サンジは言葉を失った。池から現れたのは人間で、見たこともない、そしてあり得ないような姿をしていたからだ。水に濡れた身体に木の葉や小枝をまとわりつかせ、ガタイのいい体の上に乗っかってる頭部からは絡みついたつる状の葉がだらん長く垂れている。しかも何より驚くのは髪の毛の色だ。緑だ。

―― 緑の精霊?いや、森の妖精?(男だけれど)

サンジの胸は高鳴った。いやいや、違う違う。そんなはずはねえ。気持ちを落ち着かせるために新しい煙草を口にする。えーと、まずは安否確認を。

「おまえ、大丈夫か?」

声をかけると、それは初めて気づいたようにサンジを振り返り、それから鳩が豆鉄砲を食らったような顔つきになった。よくよく見れば普通の人間の男だ。相手の目を丸くした表情が可笑しくて、サンジは思わず笑顔になって話しかけた。
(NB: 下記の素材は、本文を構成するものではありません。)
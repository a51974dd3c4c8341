use serde::{Deserialize, Serialize};
use std::fmt;
use std::str::FromStr;
use thiserror::Error;

//
// ─── ERRORS ───────────────────────────────────────────────────────────────────
//

#[derive(Debug, Error, Clone, PartialEq, Eq)]
#[error("unknown recovery mode: {0}")]
pub struct ParseModeError(String);

//
// ─── RECOVERY MODE ────────────────────────────────────────────────────────────
//

/// How far a plan has been relaxed after missed days.
///
/// Variants are ordered by severity. A plan only ever moves towards
/// `MinimumViableProgress`; completions do not move it back.
#[derive(Debug, Clone, Copy, PartialEq, Eq, PartialOrd, Ord, Hash, Default, Serialize, Deserialize)]
pub enum RecoveryMode {
    #[default]
    #[serde(rename = "Normal Recovery")]
    NormalRecovery,
    #[serde(rename = "Adjusted Recovery")]
    AdjustedRecovery,
    #[serde(rename = "Minimum Viable Progress")]
    MinimumViableProgress,
}

impl RecoveryMode {
    /// Human-readable label, also used as the persisted representation.
    #[must_use]
    pub fn as_str(self) -> &'static str {
        match self {
            RecoveryMode::NormalRecovery => "Normal Recovery",
            RecoveryMode::AdjustedRecovery => "Adjusted Recovery",
            RecoveryMode::MinimumViableProgress => "Minimum Viable Progress",
        }
    }

    /// Returns the more severe of `self` and `other`.
    #[must_use]
    pub fn escalate_to(self, other: RecoveryMode) -> RecoveryMode {
        self.max(other)
    }
}

impl fmt::Display for RecoveryMode {
    fn fmt(&self, f: &mut fmt::Formatter<'_>) -> fmt::Result {
        f.write_str(self.as_str())
    }
}

impl FromStr for RecoveryMode {
    type Err = ParseModeError;

    fn from_str(s: &str) -> Result<Self, Self::Err> {
        match s.trim() {
            "Normal Recovery" => Ok(Self::NormalRecovery),
            "Adjusted Recovery" => Ok(Self::AdjustedRecovery),
            "Minimum Viable Progress" => Ok(Self::MinimumViableProgress),
            other => Err(ParseModeError(other.to_owned())),
        }
    }
}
「その池な、でっけえ鯉がいんだけどよ、すげえ凶暴なんだよ。悪いこと言わねえから、襲われないうちに早くそこから出た方がいいぞ。気ィつけろよ」

見る限り、怪我もしてないようだし、助けはいらないだろう。それにしたって、どんな経緯で森から池へダイブするはめになったのか皆目見当もつかない。変なヤツ。
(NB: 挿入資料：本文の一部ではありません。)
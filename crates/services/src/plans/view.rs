use chrono::NaiveDate;

use recovery_core::allocator::Allocation;
use recovery_core::engine::{RecoveryEngine, Workload};
use recovery_core::model::{Plan, RecoveryMode};

/// Remaining and original backlog for one subject.
#[derive(Debug, Clone, PartialEq, Eq)]
pub struct SubjectProgress {
    pub name: String,
    pub backlog: u32,
    pub original: u32,
}

/// Presentation-agnostic snapshot of a plan.
///
/// No pre-formatted strings: the front end decides how to draw progress,
/// dates, and the subject list.
#[derive(Debug, Clone, PartialEq)]
pub struct Dashboard {
    pub remaining: u32,
    pub original: u32,
    /// Share of the original backlog already reclaimed, in `[0, 1]`.
    pub progress: f64,
    pub daily_load: u32,
    pub todays_target: u32,
    pub days_remaining: u32,
    pub start_date: NaiveDate,
    pub finish_date: NaiveDate,

    /// Escalation state; `None` for subject plans, which never escalate.
    pub mode: Option<RecoveryMode>,
    pub missed_count: Option<u32>,

    /// Sequential preview of today's units; empty for single-backlog plans.
    pub todays_plan: Vec<Allocation>,
    pub subjects: Vec<SubjectProgress>,
    pub cleared: bool,
}

impl Dashboard {
    #[must_use]
    pub fn from_plan(engine: &RecoveryEngine, plan: &Plan) -> Self {
        let (mode, missed_count, todays_plan, subjects) = match plan {
            Plan::Single(state) => (
                Some(state.mode()),
                Some(state.missed_count()),
                Vec::new(),
                Vec::new(),
            ),
            Plan::Subjects(subject_plan) => (
                None,
                None,
                engine.todays_plan(subject_plan),
                subject_plan
                    .subjects()
                    .iter()
                    .map(|subject| SubjectProgress {
                        name: subject.name().to_owned(),
                        backlog: subject.backlog(),
                        original: subject.original(),
                    })
                    .collect(),
            ),
        };

        Self {
            remaining: plan.remaining(),
            original: Workload::original(plan),
            progress: engine.progress_fraction(plan),
            daily_load: plan.daily_load(),
            todays_target: engine.todays_target(plan),
            days_remaining: engine.days_remaining(plan),
            start_date: plan.start_date(),
            finish_date: engine.finish_date(plan),
            mode,
            missed_count,
            todays_plan,
            subjects,
            cleared: plan.is_cleared(),
        }
    }

    /// Progress as a whole percentage, rounded down.
    #[must_use]
    pub fn percent_complete(&self) -> u32 {
        if self.original == 0 {
            return 0;
        }
        let reclaimed = u64::from(self.original.saturating_sub(self.remaining));
        let percent = reclaimed * 100 / u64::from(self.original);
        u32::try_from(percent).unwrap_or(100)
    }
}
サンジの言葉に反応するように、男は急いで池から上がるとズカズカと大股でサンジへ近づいてきた。

「何だよ?」
ぽたぽた垂れるしずくをものともせず、文字通り鼻を突き合わせる距離で、無言でサンジの前に立つ男に尋ねる。近すぎる。何がしたいのだろうかと不審に思ったとき、あろうことかその男はサンジの両手を握りしめて言った。

「好きになった。結婚を前提につきあってくれ」
「言ってる意味がわからねえ!!」 

サンジは男を蹴り飛ばした。

ぼっちゃん。

 男は池に逆戻りした。 

―― なんだありゃ、なんだありゃ、なんだありゃ。

あまりにも衝撃的な男の出現と様相と言動に、胸の動悸が収まりそうにない。驚愕なのか怒りなのか、高ぶった感情に合わせて逸る鼓動を無理矢理静めるようにサンジはギュッと自分の胸元を押さえた。

―― もし次に会う機会があったら、正体を確かめて、でもってオロス。

サンジが心の中で強く誓ったのと、何かが水中から出てくる音がしたのはほぼ同時で、次の機会は意外とすぐにありそうなのだった。